Scabies is a highly contagious parasitic infestation caused by Sarcoptes scabiei var. hominis.14 Infestation occurs through prolonged skin contact and spreads efficiently within households, schools, and childcare settings.14

Children typically present with intense pruritus that worsens at night. Common findings include papules, burrows, nodules, and excoriations involving the wrists, interdigital spaces, axillae, waistline, and groin.14 Infants may develop more diffuse involvement affecting the scalp, face, palms, and soles.15

Secondary bacterial infection is a frequent complication due to scratching and skin barrier disruption.15 Diagnosis is usually clinical, although dermoscopy and microscopic confirmation may occasionally assist.

Permethrin 5% cream remains first-line therapy for most children, and simultaneous treatment of household contacts is essential to prevent reinfestation.14 Environmental cleaning recommendations include laundering bedding and recently worn clothing.

Referral to dermatology should be considered when symptoms persist despite appropriate therapy. Ongoing pruritus after treatment is common and does not necessarily indicate treatment failure, but persistent active lesions or recurrent infestation may require further evaluation.15

Crusted scabies, although uncommon in children, requires urgent specialty involvement due to its heavy mite burden and high transmissibility.14 Dermatology consultation may also help distinguish scabies from eczema, papular urticaria, contact dermatitis, or other pruritic eruptions.
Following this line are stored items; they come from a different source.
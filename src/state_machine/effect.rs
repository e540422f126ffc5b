//! Effects produced by state transitions

use crate::chat::Message;
use std::time::Duration;

/// Effects to be executed after a state transition
#[derive(Debug, Clone, PartialEq, Eq)]
pub enum Effect {
    /// Append to the chat history
    AppendHistory { message: Message },

    /// Send the current history transcript as a new chat session
    SubmitTranscript,

    /// Read the session log from `start_index`
    ReadMessages { session_id: u64, start_index: usize },

    /// Wait, then fire `PollTimerFired`
    ScheduleRetry { delay: Duration },
}
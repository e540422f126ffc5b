//! Events that drive a chat request

use crate::chain::ChainError;
use crate::chat::{ChatError, Message};

/// Events that trigger state transitions
#[derive(Debug, Clone, PartialEq, Eq)]
pub enum Event {
    // Caller events
    UserMessage { text: String },

    // Submission outcomes
    SessionCreated { session_id: u64 },
    SubmissionFailed { error: ChatError },

    // Log polling outcomes
    MessagesRead { messages: Vec<Message> },
    ReadFailed { error: ChainError },
    PollTimerFired,
}
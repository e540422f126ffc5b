//! API request and response types

use crate::chat::Message;
use serde::{Deserialize, Serialize};
use serde_json::Value;

/// Body of `POST /start-chat`
#[derive(Debug, Default, Deserialize)]
pub struct StartChatRequest {
    #[serde(default)]
    pub message: Option<Value>,
}

impl StartChatRequest {
    /// The message as transcript text, or `None` when it is absent or
    /// falsy (`null`, `false`, `0` or `""`). Strings are taken verbatim and
    /// any other value is rendered as its JSON text.
    pub fn into_text(self) -> Option<String> {
        match self.message? {
            Value::Null | Value::Bool(false) => None,
            Value::String(s) if s.is_empty() => None,
            Value::String(s) => Some(s),
            Value::Number(n) if n.as_f64() == Some(0.0) => None,
            other => Some(other.to_string()),
        }
    }
}

/// One entry of the chat history
#[derive(Debug, Serialize)]
pub struct HistoryEntry {
    pub role: String,
    pub content: String,
}

impl From<&Message> for HistoryEntry {
    fn from(message: &Message) -> Self {
        Self {
            role: message.role.as_str().to_string(),
            content: message.content.clone(),
        }
    }
}

/// Response for `GET /history`
#[derive(Debug, Serialize)]
pub struct HistoryResponse {
    pub messages: Vec<HistoryEntry>,
}
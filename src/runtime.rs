//! Runtime for executing chat requests
//!
//! Drives the pure state machine against the chat contract and the
//! history store.

mod executor;
pub mod traits;

#[cfg(test)]
pub mod testing;

pub use executor::ChatCoordinator;
pub use traits::*;

use crate::chat::{AssistantResponse, ChatError};
use crate::state_machine::ChatContext;
use std::sync::Arc;

/// Type alias for the coordinator used by HTTP handlers
pub type ProductionCoordinator =
    ChatCoordinator<Arc<dyn ChatContract>, Arc<dyn HistoryStore>>;

/// Relay one user message and wait for the oracle's reply
pub async fn relay_message(
    context: ChatContext,
    contract: Arc<dyn ChatContract>,
    history: Arc<dyn HistoryStore>,
    text: String,
) -> Result<AssistantResponse, ChatError> {
    let coordinator: ProductionCoordinator = ChatCoordinator::new(context, contract, history);
    coordinator.run(text).await
}
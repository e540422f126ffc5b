//! Incremental reads of a session's message log

use super::Message;
use crate::chain::ChainError;
use crate::runtime::MessageLogReader;

/// Messages at or after `start_index` in log order, each reduced to its
/// first content part. Errors from the source are returned unchanged.
pub async fn read_new_messages<R>(
    reader: &R,
    session_id: u64,
    start_index: usize,
) -> Result<Vec<Message>, ChainError>
where
    R: MessageLogReader + ?Sized,
{
    let entries = reader.read_messages(session_id, start_index).await?;
    tracing::debug!(session_id, start_index, count = entries.len(), "Read session log");
    Ok(entries
        .into_iter()
        .map(|entry| {
            if let Some(part) = entry.content.first().filter(|part| !part.is_text()) {
                tracing::debug!(
                    session_id,
                    content_type = %part.content_type,
                    "Reading non-text content part as text"
                );
            }
            entry.into_message()
        })
        .collect())
}
//! Chat message and reply types

use serde::{Deserialize, Serialize};

/// Author of a message in a session log or in the chat history
#[derive(Debug, Clone, PartialEq, Eq)]
pub enum Role {
    User,
    Assistant,
    /// Any other role the oracle writes into the log (e.g. `system`)
    Other(String),
}

impl Role {
    pub fn from_wire(role: &str) -> Self {
        match role {
            "user" => Role::User,
            "assistant" => Role::Assistant,
            other => Role::Other(other.to_string()),
        }
    }

    pub fn as_str(&self) -> &str {
        match self {
            Role::User => "user",
            Role::Assistant => "assistant",
            Role::Other(name) => name,
        }
    }
}

/// A single chat message
#[derive(Debug, Clone, PartialEq, Eq)]
pub struct Message {
    pub role: Role,
    pub content: String,
}

impl Message {
    pub fn user(content: impl Into<String>) -> Self {
        Self {
            role: Role::User,
            content: content.into(),
        }
    }

    pub fn assistant(content: impl Into<String>) -> Self {
        Self {
            role: Role::Assistant,
            content: content.into(),
        }
    }

    pub fn is_assistant(&self) -> bool {
        self.role == Role::Assistant
    }
}

/// A chat session allocated on-chain by `startChat`
#[derive(Debug, Clone, Copy, PartialEq, Eq)]
pub struct ChatSession {
    pub id: u64,
    /// First log index this request has not yet observed
    pub start_index: usize,
}

impl ChatSession {
    pub fn new(id: u64) -> Self {
        Self { id, start_index: 0 }
    }
}

/// One typed part of a log entry's content
#[derive(Debug, Clone, PartialEq, Eq)]
pub struct ContentPart {
    pub content_type: String,
    pub value: String,
}

impl ContentPart {
    pub fn is_text(&self) -> bool {
        self.content_type == "text"
    }

    #[cfg(test)]
    pub fn text(value: impl Into<String>) -> Self {
        Self {
            content_type: "text".to_string(),
            value: value.into(),
        }
    }
}

/// A message as stored in the contract's message history
#[derive(Debug, Clone, PartialEq, Eq)]
pub struct RawLogEntry {
    pub role: String,
    pub content: Vec<ContentPart>,
}

impl RawLogEntry {
    #[cfg(test)]
    pub fn new(role: impl Into<String>, value: impl Into<String>) -> Self {
        Self {
            role: role.into(),
            content: vec![ContentPart::text(value)],
        }
    }

    /// Collapse to a [`Message`] using the first content part only.
    /// An entry with no parts yields empty content.
    pub fn into_message(self) -> Message {
        let content = self
            .content
            .into_iter()
            .next()
            .map(|part| part.value)
            .unwrap_or_default();
        Message {
            role: Role::from_wire(&self.role),
            content,
        }
    }
}

/// Structured reply returned to HTTP callers. Every field is always present.
#[derive(Debug, Clone, Default, PartialEq, Eq, Serialize, Deserialize)]
pub struct AssistantResponse {
    pub action: String,
    pub params: String,
    pub response: String,
    pub suggestions: String,
}

impl AssistantResponse {
    /// Reply for content that is not a JSON object: the raw text becomes the response
    pub fn plain(content: impl Into<String>) -> Self {
        Self {
            response: content.into(),
            ..Self::default()
        }
    }
}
Children with recurrent infestations may benefit from evaluation of treatment adherence, household transmission patterns, and environmental control measures. Social determinants of health, crowded living conditions, and limited access to treatment can complicate
eradication efforts.15

Recognizing referral patterns

Most pediatric skin infections can be diagnosed and managed effectively within primary care settings. However, several themes consistently support referral to dermatology regardless of the infectious cause.

Diagnostic uncertainty remains one of the most important indications for referral. Infectious eruptions may mimic inflammatory, autoimmune, or neoplastic skin disorders, and delayed diagnosis can prolong morbidity.

Failure of standard treatment is another common reason for consultation. Persistent lesions may reflect resistant organisms, incorrect diagnosis, inadequate medication delivery, or underlying host factors affecting immune response.

Children with recurrent, severe, or unusually widespread infections may warrant evaluation for immunodeficiency or chronic skin barrier dysfunction. Pediatric dermatologists often collaborate with immunologists and infectious disease specialists in these cases.

Cosmetic concerns and psychosocial effects should not be overlooked. Visible skin disease can affect self-esteem, social participation, sleep, and school functioning, particularly in adolescents.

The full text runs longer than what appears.